Intention constante de poursuivre l’appel

[29] Selon le dossier, la demanderesse a répondu à la décision relative à l'abandon de la DG dans le délai prévu de 90 jours et elle a par la suite communiqué régulièrement avec le TSS jusqu'au dépôt de son appel. Je suis prêt à donner le bénéfice du doute à la demanderesse sur ce facteur. J'estime qu'elle a démontré une intention continue de poursuivre l'appel.

Explication raisonnable du retard

[30] La demanderesse réside aux Philippines, et sa distance du Canada expliquerait au moins une partie du retard concernant la présentation des renseignements manquants, ce qu'elle a fait au moyen de la poste internationale. La correspondance de la demanderesse laisse également entendre qu'elle était désorientée et dépassée par ce qu'elle considérait comme des exigences de dépôt erronées. Je suis prêt à accepter cette observation étant donné le fait qu'elle a géré son appel par elle-même sans bénéficier d'une aide professionnelle.

Cause défendable

[31] Essentiellement, la demanderesse a fait valoir que la DG n'a pas observé un principe de justice naturelle lorsqu'elle a déclaré l'abandon de l'appel et fermé le dossier. Elle prétend avoir été traitée de manière inéquitable parce qu'elle souhaitait une audience relative à sa demande de pension de la SV et qu'elle n'a jamais eu l'intention d'abandonner l'appel.

[32] Après avoir examiné la décision de la DG en fonction du dossier, je constate une chance raisonnable de succès l'appel. Bien qu'il n'est pas mentionné précisément dans le Règlement du TSS, le concept de l'abandon découle du pouvoir général d'un tribunal administratif de réguler l'instance dont il est saisi.
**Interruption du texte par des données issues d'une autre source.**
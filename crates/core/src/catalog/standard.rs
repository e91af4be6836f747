//! The shipped subject table.

use super::{Catalog, Exercise, ExerciseCategory, Subject, generate_lettered_range, generate_range};
use crate::model::{CategoryId, ExerciseId, SubjectId};

fn category(id: &str, name: &str, description: &str, exercises: Vec<Exercise>) -> ExerciseCategory {
    ExerciseCategory {
        id: CategoryId::new(id),
        name: name.to_owned(),
        description: description.to_owned(),
        exercises,
    }
}

fn subject(id: &str, name: &str, icon: &str, color: &str, categories: Vec<ExerciseCategory>) -> Subject {
    Subject {
        id: SubjectId::new(id),
        name: name.to_owned(),
        icon: icon.to_owned(),
        color: color.to_owned(),
        categories,
    }
}

// The soustraction/multiplication series reuse the S/M number labels, so
// their ids carry an extra prefix to stay distinct from the other series.
fn with_id_prefix(exercises: Vec<Exercise>, prefix: &str) -> Vec<Exercise> {
    exercises
        .into_iter()
        .map(|e| Exercise {
            id: ExerciseId::new(format!("{prefix}{}", e.id)),
            label: e.label,
        })
        .collect()
}

pub(super) fn build() -> Catalog {
    Catalog::new(vec![
        subject(
            "francais",
            "Français",
            "📚",
            "pastel-pink",
            vec![
                category(
                    "transpositions",
                    "Transpositions",
                    "Exercices de transposition",
                    generate_range("TRANSPO-", 1, 168, Some("T")),
                ),
                category(
                    "jeux-lecture-s",
                    "Jeux de lecture S",
                    "Série S",
                    generate_range("S", 1, 35, None),
                ),
                category(
                    "jeux-lecture-l",
                    "Jeux de lecture L",
                    "Série L",
                    generate_range("L", 1, 20, None),
                ),
                category(
                    "jeux-lecture-p",
                    "Jeux de lecture P",
                    "Série P",
                    generate_range("P", 1, 20, None),
                ),
                category(
                    "lecture-verifix",
                    "Lecture VERIFIX",
                    "Exercices VERIFIX",
                    generate_range("VERIFIX-", 1, 60, Some("V")),
                ),
            ],
        ),
        subject(
            "informatique",
            "Informatique",
            "💻",
            "pastel-blue",
            vec![
                category(
                    "recherche-internet",
                    "Recherche Internet",
                    "Trouver des informations en ligne",
                    generate_range("INTERNET-", 1, 72, Some("I")),
                ),
                category(
                    "defis-word",
                    "Défis Copie WORD",
                    "Traitement de texte et mise en forme",
                    generate_range("WORD-", 1, 120, Some("W")),
                ),
                category(
                    "defis-diaporama",
                    "Défis Diaporama",
                    "Présentations et diapos",
                    generate_range("DIAPO-", 1, 120, Some("Di")),
                ),
            ],
        ),
        subject(
            "geometrie",
            "Géométrie",
            "📐",
            "pastel-purple",
            vec![
                category(
                    "reproduction-couleurs",
                    "Reproduction Couleurs",
                    "Reproduction avec couleurs",
                    generate_range("RCOU-", 1, 80, Some("RC")),
                ),
                category(
                    "reproduction-regle",
                    "Reproduction Règle",
                    "Reproduction avec la règle",
                    generate_range("RREG-", 1, 101, Some("RR")),
                ),
            ],
        ),
        subject(
            "operations",
            "Opérations",
            "➕",
            "pastel-yellow",
            vec![
                category(
                    "additions",
                    "Additions",
                    "100 additions",
                    generate_range("A", 1, 100, None),
                ),
                category(
                    "soustractions",
                    "Soustractions",
                    "100 soustractions",
                    with_id_prefix(generate_range("S", 1, 100, None), "OP-"),
                ),
                category(
                    "multiplications",
                    "Multiplications",
                    "100 multiplications",
                    with_id_prefix(generate_range("M", 1, 100, None), "OP-"),
                ),
                category(
                    "divisions",
                    "Divisions",
                    "100 divisions",
                    generate_range("D", 1, 100, None),
                ),
            ],
        ),
        subject(
            "problemes",
            "Problèmes",
            "🧩",
            "pastel-green",
            vec![category(
                "problemes-main",
                "Problèmes",
                "120 problèmes à résoudre",
                generate_range("PROB-", 1, 120, Some("Pb")),
            )],
        ),
        subject(
            "grandeurs-mesures",
            "Grandeurs et Mesures",
            "📏",
            "pastel-orange",
            vec![
                category(
                    "masses",
                    "Masses",
                    "60 numéros × 4 exercices",
                    generate_lettered_range("M", 1, 60, &["a", "b", "c", "d"], None),
                ),
                category(
                    "longueurs",
                    "Longueurs",
                    "60 numéros × 6 exercices",
                    generate_lettered_range("L", 1, 60, &["a", "b", "c", "d", "e", "f"], None),
                ),
                category(
                    "capacites",
                    "Capacités",
                    "60 numéros × 2 exercices",
                    generate_lettered_range("C", 1, 60, &["a", "b"], None),
                ),
            ],
        ),
        subject(
            "heure-duree",
            "Heure et Durée",
            "🕐",
            "pastel-cyan",
            vec![category(
                "heure-main",
                "Heure et Durée",
                "60 numéros × 2 exercices",
                generate_lettered_range("H", 1, 60, &["a", "b"], None),
            )],
        ),
        subject(
            "monnaie",
            "Monnaie",
            "💰",
            "pastel-rose",
            vec![
                category(
                    "je-rends-monnaie",
                    "Je rends la monnaie",
                    "124 exercices",
                    generate_range("J", 1, 124, None),
                ),
                category(
                    "soldes-1-etoile",
                    "Soldes ⭐",
                    "Niveau 1 étoile bleue - 92 exercices",
                    generate_range("⭐", 1, 92, None),
                ),
                category(
                    "soldes-2-etoiles",
                    "Soldes ⭐⭐",
                    "Niveau 2 étoiles orange - 92 exercices",
                    generate_range("⭐⭐", 1, 92, None),
                ),
                category(
                    "promo",
                    "Promo",
                    "224 exercices",
                    generate_range("%", 1, 224, None),
                ),
            ],
        ),
    ])
}

#[cfg(test)]
mod tests {
    use super::*;

    #[test]
    fn standard_catalog_is_deterministic() {
        assert_eq!(Catalog::standard(), Catalog::standard());
    }

    #[test]
    fn standard_catalog_has_eight_subjects() {
        let catalog = Catalog::standard();
        let ids: Vec<&str> = catalog.subjects().iter().map(|s| s.id.as_str()).collect();
        assert_eq!(
            ids,
            [
                "francais",
                "informatique",
                "geometrie",
                "operations",
                "problemes",
                "grandeurs-mesures",
                "heure-duree",
                "monnaie"
            ]
        );
    }

    #[test]
    fn subject_totals_match_the_series_sizes() {
        let catalog = Catalog::standard();
        assert_eq!(catalog.total_exercises("francais"), 168 + 35 + 20 + 20 + 60);
        assert_eq!(catalog.total_exercises("informatique"), 72 + 120 + 120);
        assert_eq!(catalog.total_exercises("geometrie"), 80 + 101);
        assert_eq!(catalog.total_exercises("operations"), 400);
        assert_eq!(catalog.total_exercises("problemes"), 120);
        assert_eq!(catalog.total_exercises("grandeurs-mesures"), 60 * 12);
        assert_eq!(catalog.total_exercises("heure-duree"), 120);
        assert_eq!(catalog.total_exercises("monnaie"), 124 + 92 + 92 + 224);
    }

    #[test]
    fn operation_series_ids_stay_distinct() {
        let catalog = Catalog::standard();
        let ids = catalog.exercise_ids("operations");
        assert!(ids.iter().any(|id| id.as_str() == "A1"));
        assert!(ids.iter().any(|id| id.as_str() == "OP-S1"));
        assert!(ids.iter().any(|id| id.as_str() == "OP-M100"));
        assert!(ids.iter().any(|id| id.as_str() == "D100"));
        let unique: std::collections::BTreeSet<&str> =
            ids.iter().map(|id| id.as_str()).collect();
        assert_eq!(unique.len(), ids.len());
    }

    #[test]
    fn exercise_ids_flatten_in_category_order() {
        let catalog = Catalog::standard();
        let ids = catalog.exercise_ids("francais");
        assert_eq!(ids.len(), 303);
        assert_eq!(ids[0].as_str(), "TRANSPO-1");
        assert_eq!(ids[167].as_str(), "TRANSPO-168");
        assert_eq!(ids[168].as_str(), "S1");
        assert_eq!(ids[302].as_str(), "VERIFIX-60");
    }

    #[test]
    fn lettered_series_counts() {
        let catalog = Catalog::standard();
        let subject = catalog.subject("grandeurs-mesures").unwrap();
        assert_eq!(subject.categories[0].exercises.len(), 240);
        assert_eq!(subject.categories[1].exercises.len(), 360);
        assert_eq!(subject.categories[2].exercises.len(), 120);
        assert_eq!(subject.categories[0].exercises[0].id.as_str(), "M1a");
    }
}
Si un avis d'audience a été fourni de manière appropriée à un appelant et si l'appelant ou une personne le représentant ne comparaissent pas à l'audience prévue, le tribunal administratif peut déclarer l'appel abandonné. Selon moi, l'abandon sous-entend qu'il y a eu une négligence ou une perte d'intention relativement à la poursuite de l'appel, mais j'estime que cela n'est pas le cas en l'espèce. Bien que le membre de la DG et le personnel du TSS n'ont pas été en mesure de communiquer avec la demanderesse au moyen du numéro de téléphone qu'elle leur a donné, le dossier donne à penser que son intention de poursuivre l'appel n'a jamais été signalée même si des lacunes technologiques et/ou humaines ont empêché la tenue de la téléconférence. Le fait que la demanderesse a appelé le TSS le 8 septembre (qui aurait eu lieu le 9 septembre en raison du décalage horaire, à savoir à la date prévue de l'audience au Canada) semblerait étayer son allégation selon laquelle elle attendait chez elle que le téléphone sonne.

[33] De plus, il peut y avoir une cause selon laquelle, contrairement aux conclusions de la DG, il n'était pas [traduction] « impossible de communiquer » avec la demanderesse et elle avait communiqué avec le TSS immédiatement après l'heure prévue de l'audience.

Préjudice à l’autre partie

[34] Il est peu probable que la prorogation du délai pour interjeter appel cause préjudice aux intérêts du défendeur étant donné la période de temps relativement courte qui s’est écoulée depuis que l’expiration du délai prévu par la loi. Je ne crois pas que la capacité du défendeur à se défendre, vu ses ressources, soit indûment amoindrie si la prorogation de délai était accordée.

Conclusion

[35] Étant donné que la demanderesse a satisfait aux quatre facteurs prévus dans l'arrêt Gattellaro, j'ai conclu qu'il s'agit d'un cas où il convient d'accorder une prorogation du délai pour interjeter appel au-delà du délai prescrit de 90 jours au titre du paragraphe 57(2) de la LMEDS.

[36] De plus, étant donné l'historique de l'instance et des facteurs mentionnés ci-dessus, je suis convaincu que la demanderesse a une cause défendable en appel selon laquelle la DG pourrait avoir omis d'observer un principe de justice naturelle en concluant que la demanderesse a abandonné l'appel.

[37] J'invite le défendeur à présenter son avis sur le fond de l'appel. Les parties peuvent également déposer leurs observations sur la pertinence de tenir une nouvelle audience et, si une audience s’avère nécessaire, sur le type d’audience qui convient.

[38] Cette décision accordant la permission d’en appeler ne présume aucunement du résultat de l’appel sur le fond du litige.